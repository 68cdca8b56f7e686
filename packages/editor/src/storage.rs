//! # Persistence Boundary
//!
//! Saving is an external concern. The editor only needs something that can
//! take a canonical tree plus settings and hand back an identifier.
//!
//! - [`MemoryStore`]: keeps every stored revision in memory (tests, previews)
//! - [`FileStore`]: one JSON document on disk (`{ "root": ..., "settings": ... }`)

use async_trait::async_trait;
use mailframe_tree::{GlobalSettings, Node};
use serde::{Deserialize, Serialize};
use std::fmt;
use std::path::{Path, PathBuf};
use std::sync::{Mutex, PoisonError};
use thiserror::Error;
use tracing::{debug, info};

#[derive(Error, Debug)]
pub enum PersistenceError {
    #[error("IO error: {0}")]
    Io(#[from] std::io::Error),

    #[error("Serialization error: {0}")]
    Serialization(#[from] serde_json::Error),

    #[error("Store rejected the document: {0}")]
    Rejected(String),
}

/// Identifier handed back by a store for one saved revision
#[derive(Debug, Clone, PartialEq, Eq, Hash, Serialize, Deserialize)]
pub struct StoredId(pub String);

impl fmt::Display for StoredId {
    fn fmt(&self, f: &mut fmt::Formatter<'_>) -> fmt::Result {
        f.write_str(&self.0)
    }
}

/// On-disk document format
#[derive(Debug, Clone, PartialEq, Serialize, Deserialize)]
pub struct StoredDocument {
    pub root: Node,
    #[serde(default)]
    pub settings: GlobalSettings,
}

#[async_trait]
pub trait Persistence: Send + Sync {
    async fn store(&self, root: &Node, settings: &GlobalSettings) -> Result<StoredId, PersistenceError>;
}

/// In-memory store that records every revision it is given
#[derive(Debug, Default)]
pub struct MemoryStore {
    revisions: Mutex<Vec<StoredDocument>>,
    reject_with: Mutex<Option<String>>,
}

impl MemoryStore {
    pub fn new() -> Self {
        Self::default()
    }

    /// Every stored revision, oldest first
    pub fn revisions(&self) -> Vec<StoredDocument> {
        self.revisions
            .lock()
            .unwrap_or_else(PoisonError::into_inner)
            .clone()
    }

    pub fn last(&self) -> Option<StoredDocument> {
        self.revisions
            .lock()
            .unwrap_or_else(PoisonError::into_inner)
            .last()
            .cloned()
    }

    /// Make every following `store` call fail with `reason`
    pub fn reject_with(&self, reason: impl Into<String>) {
        *self.reject_with.lock().unwrap_or_else(PoisonError::into_inner) = Some(reason.into());
    }
}

#[async_trait]
impl Persistence for MemoryStore {
    async fn store(&self, root: &Node, settings: &GlobalSettings) -> Result<StoredId, PersistenceError> {
        if let Some(reason) = self
            .reject_with
            .lock()
            .unwrap_or_else(PoisonError::into_inner)
            .clone()
        {
            return Err(PersistenceError::Rejected(reason));
        }

        let mut revisions = self.revisions.lock().unwrap_or_else(PoisonError::into_inner);
        revisions.push(StoredDocument {
            root: root.clone(),
            settings: settings.clone(),
        });
        let id = StoredId(format!("memory-{}", revisions.len()));
        debug!(stored_id = %id, "stored document in memory");
        Ok(id)
    }
}

/// Stores the document as pretty JSON at a fixed path
#[derive(Debug, Clone)]
pub struct FileStore {
    path: PathBuf,
}

impl FileStore {
    pub fn new(path: impl Into<PathBuf>) -> Self {
        Self { path: path.into() }
    }

    pub fn path(&self) -> &Path {
        &self.path
    }

    /// Read the document currently on disk
    pub async fn load(&self) -> Result<StoredDocument, PersistenceError> {
        let content = tokio::fs::read_to_string(&self.path).await?;
        Ok(serde_json::from_str(&content)?)
    }
}

#[async_trait]
impl Persistence for FileStore {
    async fn store(&self, root: &Node, settings: &GlobalSettings) -> Result<StoredId, PersistenceError> {
        let document = StoredDocument {
            root: root.clone(),
            settings: settings.clone(),
        };
        let json = serde_json::to_string_pretty(&document)?;

        // Write next to the target and rename so a crash never leaves half a document
        let tmp = self.path.with_extension("json.tmp");
        if let Err(e) = write_then_rename(&tmp, &self.path, json.as_bytes()).await {
            if let Err(cleanup) = tokio::fs::remove_file(&tmp).await {
                debug!(path = %tmp.display(), error = %cleanup, "temp file not removed");
            }
            return Err(e.into());
        }

        let id = StoredId(format!(
            "{}#{:08x}",
            self.path.display(),
            crc32fast::hash(json.as_bytes())
        ));
        info!(path = %self.path.display(), bytes = json.len(), "saved document");
        Ok(id)
    }
}

async fn write_then_rename(tmp: &Path, target: &Path, bytes: &[u8]) -> std::io::Result<()> {
    tokio::fs::write(tmp, bytes).await?;
    tokio::fs::rename(tmp, target).await
}

#[cfg(test)]
mod tests {
    use super::*;

    fn doc() -> Node {
        Node::new("root", "Container").with_children(vec![Node::new("t", "Text").with_content("hi")])
    }

    #[tokio::test]
    async fn test_memory_store_records_revisions() {
        let store = MemoryStore::new();
        let settings = GlobalSettings::default();

        let first = store.store(&doc(), &settings).await.unwrap();
        let second = store.store(&Node::new("root", "Container"), &settings).await.unwrap();

        assert_ne!(first, second);
        assert_eq!(store.revisions().len(), 2);
        assert_eq!(store.last().unwrap().root, Node::new("root", "Container"));
    }

    #[tokio::test]
    async fn test_memory_store_rejection() {
        let store = MemoryStore::new();
        store.reject_with("quota exceeded");

        let err = store.store(&doc(), &GlobalSettings::default()).await.unwrap_err();
        assert!(matches!(err, PersistenceError::Rejected(ref r) if r == "quota exceeded"));
        assert!(store.revisions().is_empty());
    }

    #[tokio::test]
    async fn test_file_store_round_trip() {
        let dir = tempfile::tempdir().unwrap();
        let store = FileStore::new(dir.path().join("email.json"));
        let settings = GlobalSettings {
            max_width: 480,
            ..Default::default()
        };

        store.store(&doc(), &settings).await.unwrap();
        let loaded = store.load().await.unwrap();

        assert_eq!(loaded.root, doc());
        assert_eq!(loaded.settings.max_width, 480);
        assert!(!dir.path().join("email.json.tmp").exists());
    }

    #[tokio::test]
    async fn test_failed_rename_removes_temp_file() {
        let dir = tempfile::tempdir().unwrap();
        let target = dir.path().join("email.json");
        // a directory in the way makes the rename fail
        std::fs::create_dir(&target).unwrap();

        let store = FileStore::new(&target);
        let err = store.store(&doc(), &GlobalSettings::default()).await.unwrap_err();
        assert!(matches!(err, PersistenceError::Io(_)));
        assert!(!dir.path().join("email.json.tmp").exists());
    }

    #[test]
    fn test_document_without_settings_uses_defaults() {
        let json = r#"{ "root": { "id": "root", "componentType": "Container" } }"#;
        let document: StoredDocument = serde_json::from_str(json).unwrap();
        assert_eq!(document.settings, GlobalSettings::default());
    }
}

## WORK INSTRUCTIONS:
Copy out, from the listing above, every line that contains the string "Container".

## ANSWER SPACE:
        Node::new("root", "Container").with_children(vec![Node::new("t", "Text").with_content("hi")])
        let second = store.store(&Node::new("root", "Container"), &settings).await.unwrap();
        assert_eq!(store.last().unwrap().root, Node::new("root", "Container"));
        let json = r#"{ "root": { "id": "root", "componentType": "Container" } }"#;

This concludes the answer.